//! Upper bounds on the amounts a caller may submit.
//!
//! Only the gross ceiling is configured; the net ceiling is derived from it
//! once, when the limits are built, and then passed around by value.

use rust_decimal::Decimal;
use rust_decimal_macros::dec;
use serde::Serialize;
use thiserror::Error;
use tracing::debug;

use crate::calculations::BracketEvaluator;
use crate::calculations::CalculationError;
use crate::calculations::common::round_to_unit;
use crate::format::format_fcfa;

/// Default gross ceiling, in francs CFA.
pub const DEFAULT_MAX_GROSS_SALARY: Decimal = dec!(15000000);

/// An amount exceeded one of the configured ceilings. Each variant names the
/// counterpart ceiling so the message can say what the amount implies.
#[derive(Debug, Error, PartialEq, Eq)]
pub enum LimitError {
    #[error(
        "gross salary {} exceeds the maximum of {} (more than {} net)",
        fcfa(.amount),
        fcfa(.max_gross),
        fcfa(.max_net)
    )]
    GrossTooHigh {
        amount: Decimal,
        max_gross: Decimal,
        max_net: Decimal,
    },

    #[error(
        "net salary {} exceeds the maximum of {} (more than {} gross)",
        fcfa(.amount),
        fcfa(.max_net),
        fcfa(.max_gross)
    )]
    NetTooHigh {
        amount: Decimal,
        max_net: Decimal,
        max_gross: Decimal,
    },
}

fn fcfa(amount: &Decimal) -> String {
    format_fcfa(*amount)
}

#[derive(Debug, Clone, Copy, PartialEq, Eq, Serialize)]
pub struct SalaryLimits {
    max_gross: Decimal,
    max_net: Decimal,
}

impl SalaryLimits {
    /// Builds the limits for `max_gross`, deriving the net ceiling from the
    /// schedule behind `evaluator`.
    ///
    /// # Errors
    ///
    /// Returns [`CalculationError::NegativeAmount`] if `max_gross` is negative.
    pub fn derive(
        evaluator: &BracketEvaluator<'_>,
        max_gross: Decimal,
    ) -> Result<Self, CalculationError> {
        let max_net = round_to_unit(evaluator.net_salary(max_gross)?);
        debug!(%max_gross, %max_net, "derived salary limits");

        Ok(Self { max_gross, max_net })
    }

    pub fn max_gross(&self) -> Decimal {
        self.max_gross
    }

    pub fn max_net(&self) -> Decimal {
        self.max_net
    }

    /// Accepts gross amounts up to and including the ceiling.
    pub fn check_gross(
        &self,
        amount: Decimal,
    ) -> Result<(), LimitError> {
        if amount > self.max_gross {
            return Err(LimitError::GrossTooHigh {
                amount,
                max_gross: self.max_gross,
                max_net: self.max_net,
            });
        }
        Ok(())
    }

    /// Accepts net amounts up to and including the derived ceiling.
    pub fn check_net(
        &self,
        amount: Decimal,
    ) -> Result<(), LimitError> {
        if amount > self.max_net {
            return Err(LimitError::NetTooHigh {
                amount,
                max_net: self.max_net,
                max_gross: self.max_gross,
            });
        }
        Ok(())
    }
}

#[cfg(test)]
mod tests {
    use pretty_assertions::assert_eq;

    use super::*;
    use crate::BracketSchedule;

    fn default_limits() -> SalaryLimits {
        let schedule = BracketSchedule::benin_2025();
        SalaryLimits::derive(&BracketEvaluator::new(&schedule), DEFAULT_MAX_GROSS_SALARY).unwrap()
    }

    #[test]
    fn default_net_ceiling_is_derived_from_gross_ceiling() {
        let limits = default_limits();

        assert_eq!(limits.max_gross(), dec!(15000000));
        assert_eq!(limits.max_net(), dec!(10038500));
    }

    #[test]
    fn net_ceiling_is_rounded_to_the_unit() {
        let schedule = BracketSchedule::benin_2025();
        let limits = SalaryLimits::derive(&BracketEvaluator::new(&schedule), dec!(100001)).unwrap();

        // 100001 nets 92400.864
        assert_eq!(limits.max_net(), dec!(92401));
    }

    #[test]
    fn negative_ceiling_is_rejected() {
        let schedule = BracketSchedule::benin_2025();

        assert_eq!(
            SalaryLimits::derive(&BracketEvaluator::new(&schedule), dec!(-1)),
            Err(CalculationError::NegativeAmount(dec!(-1)))
        );
    }

    #[test]
    fn amounts_at_the_ceiling_are_accepted() {
        let limits = default_limits();

        assert_eq!(limits.check_gross(dec!(15000000)), Ok(()));
        assert_eq!(limits.check_net(dec!(10038500)), Ok(()));
    }

    #[test]
    fn gross_above_ceiling_is_rejected_with_net_counterpart() {
        let limits = default_limits();

        let err = limits.check_gross(dec!(15000001)).unwrap_err();

        assert_eq!(
            err.to_string(),
            "gross salary 15.000.001 fCFA exceeds the maximum of 15.000.000 fCFA \
             (more than 10.038.500 fCFA net)"
        );
    }

    #[test]
    fn net_above_ceiling_is_rejected_with_gross_counterpart() {
        let limits = default_limits();

        let err = limits.check_net(dec!(10038501)).unwrap_err();

        assert!(matches!(err, LimitError::NetTooHigh { .. }));
        assert!(err.to_string().contains("15.000.000 fCFA gross"));
    }
}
***
WORK REQUIRED =>
Retype exactly the lines from the start of the entries through the one with "use tracing::debug;"; include both ends.

PROBLEM SOLUTION =>
//! Upper bounds on the amounts a caller may submit.
//!
//! Only the gross ceiling is configured; the net ceiling is derived from it
//! once, when the limits are built, and then passed around by value.

use rust_decimal::Decimal;
use rust_decimal_macros::dec;
use serde::Serialize;
use thiserror::Error;
use tracing::debug;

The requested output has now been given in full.